Publishers are now working with technology partners that have access to their consumer data. Under the new General Data Protection Regulation (GDPR), publishers are being held responsible for ensuring regulatory compliance for data security for every single partner whom they grant access to the data. If they fail to comply they could face a significant fine.
OpenX, the advertising tech provider, has just announced compliance with publisher obligations under the GDPR ahead of the May deadline.
In addition, the company is launching a GDPR data processing agreement which has been drafted together with US and EU privacy counsel. It acts as a resource for publishers to expedite their compliance process with other tech partners processing EU personal data.
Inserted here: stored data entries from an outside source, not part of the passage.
//! In-memory [`MailService`] for unit tests
//!
//! Holds delegates, messages, threads, attachments and labels in memory,
//! counts every mutating or per-message call and can be told to fail
//! specific addresses or message IDs.

use std::collections::{BTreeMap, HashSet};
use std::sync::atomic::{AtomicUsize, Ordering};
use std::sync::{Mutex, PoisonError};

use super::MailService;
use super::MessageFormat;
use super::api::{
    AttachmentBody, Delegate, GmailLabel, GmailMessage, GmailThread, ListDelegatesResponse,
    ListLabelsResponse, ListMessagesResponse, MessageRef,
};
use crate::error::{GmailError, Result};
use crate::models::{MessageId, ThreadId};

/// Messages per page returned by `list_messages`
pub(crate) const PAGE_SIZE: usize = 2;

#[derive(Default)]
pub(crate) struct FakeMailService {
    pub delegates: Mutex<BTreeMap<String, String>>,
    /// Query → matching messages
    pub search_results: Mutex<BTreeMap<String, Vec<MessageRef>>>,
    pub messages: Mutex<BTreeMap<String, GmailMessage>>,
    pub threads: Mutex<BTreeMap<String, GmailThread>>,
    /// (message ID, attachment ID) → base64url data
    pub attachments: Mutex<BTreeMap<(String, String), String>>,
    pub labels: Mutex<Vec<GmailLabel>>,
    pub sent: Mutex<Vec<String>>,
    pub failing: Mutex<HashSet<String>>,
    pub list_calls: AtomicUsize,
    pub create_calls: AtomicUsize,
    pub delete_calls: AtomicUsize,
    pub get_message_calls: AtomicUsize,
    pub attachment_calls: AtomicUsize,
}

fn lock<T>(mutex: &Mutex<T>) -> std::sync::MutexGuard<'_, T> {
    mutex.lock().unwrap_or_else(PoisonError::into_inner)
}

impl FakeMailService {
    pub fn with_delegates(delegates: &[(&str, &str)]) -> Self {
        let fake = Self::default();
        lock(&fake.delegates).extend(
            delegates
                .iter()
                .map(|(email, status)| (email.to_string(), status.to_string())),
        );
        fake
    }

    /// Make calls for this address or message ID fail with a 500
    pub fn fail_on(&self, key: &str) {
        lock(&self.failing).insert(key.to_string());
    }

    pub fn add_search_result(&self, query: &str, refs: Vec<MessageRef>) {
        lock(&self.search_results).insert(query.to_string(), refs);
    }

    pub fn add_message(&self, message: GmailMessage) {
        lock(&self.messages).insert(message.id.clone(), message);
    }

    pub fn add_thread(&self, thread: GmailThread) {
        lock(&self.threads).insert(thread.id.clone(), thread);
    }

    pub fn add_attachment(&self, message_id: &str, attachment_id: &str, data: &str) {
        lock(&self.attachments).insert(
            (message_id.to_string(), attachment_id.to_string()),
            data.to_string(),
        );
    }

    fn check(&self, key: &str) -> Result<()> {
        if lock(&self.failing).contains(key) {
            return Err(GmailError::Api {
                status: 500,
                message: format!("backend error for {}", key),
                details: None,
            });
        }
        Ok(())
    }

    fn not_found(what: &str) -> GmailError {
        GmailError::Api {
            status: 404,
            message: format!("{} not found", what),
            details: None,
        }
    }
}

impl MailService for FakeMailService {
    fn list_messages(
        &self,
        _user_id: &str,
        query: &str,
        page_token: Option<&str>,
        _include_spam_trash: bool,
    ) -> Result<ListMessagesResponse> {
        self.list_calls.fetch_add(1, Ordering::SeqCst);
        let all = lock(&self.search_results)
            .get(query)
            .cloned()
            .unwrap_or_default();

        let start: usize = page_token.and_then(|t| t.parse().ok()).unwrap_or(0);
        let end = (start + PAGE_SIZE).min(all.len());
        let page = all.get(start..end).map(<[MessageRef]>::to_vec).unwrap_or_default();

        Ok(ListMessagesResponse {
            result_size_estimate: Some(page.len() as u32),
            messages: (!page.is_empty()).then_some(page),
            next_page_token: (end < all.len()).then(|| end.to_string()),
        })
    }

    fn get_message(
        &self,
        _user_id: &str,
        id: &MessageId,
        format: MessageFormat,
    ) -> Result<GmailMessage> {
        self.get_message_calls.fetch_add(1, Ordering::SeqCst);
        self.check(id.as_str())?;

        let mut message = lock(&self.messages)
            .get(id.as_str())
            .cloned()
            .ok_or_else(|| Self::not_found(id.as_str()))?;
        if format != MessageFormat::Raw {
            message.raw = None;
        }
        Ok(message)
    }

    fn get_thread(&self, _user_id: &str, id: &ThreadId) -> Result<GmailThread> {
        lock(&self.threads)
            .get(id.as_str())
            .cloned()
            .ok_or_else(|| Self::not_found(id.as_str()))
    }

    fn get_attachment(
        &self,
        _user_id: &str,
        message_id: &MessageId,
        attachment_id: &str,
    ) -> Result<AttachmentBody> {
        self.attachment_calls.fetch_add(1, Ordering::SeqCst);
        let key = (message_id.as_str().to_string(), attachment_id.to_string());
        let data = lock(&self.attachments)
            .get(&key)
            .cloned()
            .ok_or_else(|| Self::not_found(attachment_id))?;

        Ok(AttachmentBody {
            size: Some(data.len() as u64),
            data,
        })
    }

    fn send_message(&self, _user_id: &str, raw: &str) -> Result<GmailMessage> {
        let mut sent = lock(&self.sent);
        sent.push(raw.to_string());
        Ok(GmailMessage {
            id: format!("sent-{}", sent.len()),
            thread_id: format!("thread-{}", sent.len()),
            label_ids: Some(vec!["SENT".to_string()]),
            ..Default::default()
        })
    }

    fn list_delegates(&self, _user_id: &str) -> Result<ListDelegatesResponse> {
        let delegates: Vec<Delegate> = lock(&self.delegates)
            .iter()
            .map(|(email, status)| Delegate {
                delegate_email: email.clone(),
                verification_status: Some(status.clone()),
            })
            .collect();

        Ok(ListDelegatesResponse {
            delegates: (!delegates.is_empty()).then_some(delegates),
        })
    }

    fn create_delegate(&self, _user_id: &str, delegate_email: &str) -> Result<Delegate> {
        self.create_calls.fetch_add(1, Ordering::SeqCst);
        self.check(delegate_email)?;

        lock(&self.delegates).insert(delegate_email.to_string(), "pending".to_string());
        Ok(Delegate {
            delegate_email: delegate_email.to_string(),
            verification_status: Some("pending".to_string()),
        })
    }

    fn delete_delegate(&self, _user_id: &str, delegate_email: &str) -> Result<()> {
        self.delete_calls.fetch_add(1, Ordering::SeqCst);
        self.check(delegate_email)?;

        lock(&self.delegates)
            .remove(delegate_email)
            .map(|_| ())
            .ok_or_else(|| Self::not_found(delegate_email))
    }

    fn list_labels(&self, _user_id: &str) -> Result<ListLabelsResponse> {
        let labels = lock(&self.labels).clone();
        Ok(ListLabelsResponse {
            labels: (!labels.is_empty()).then_some(labels),
        })
    }
}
The company is also providing other GDPR-linked resources on its website, including a guide that shows how to become certified under the Privacy Shield – a legal means of validating the transfer of EU personal data out of the EU to the US.
“GDPR is the single most significant regulation in the history of digital advertising,” said Doug McPherson, chief administrative officer and general counsel at OpenX. “It replaces a patchwork of EU national rules with a single regulatory framework with global reach and strict penalties for those who fail to comply. GDPR applies to every company, wherever they are located, that offers goods or services to EU citizens or receives, stores or sends personal data from any EU citizen.”
To ensure compliance, OpenX worked with Venable LLP. Shannon Yavorsky, Partner at Venable LLP adds:
“Very few companies recognize the magnitude of the effect GDPR will have on their business, especially companies in the advertising technology space. OpenX has worked directly with the Venable team over the last year to understand the complexities of how this new regulation applies to OpenX and its partners. The resources they have made available to the industry will benefit any adtech company committed to compliance with GDPR.”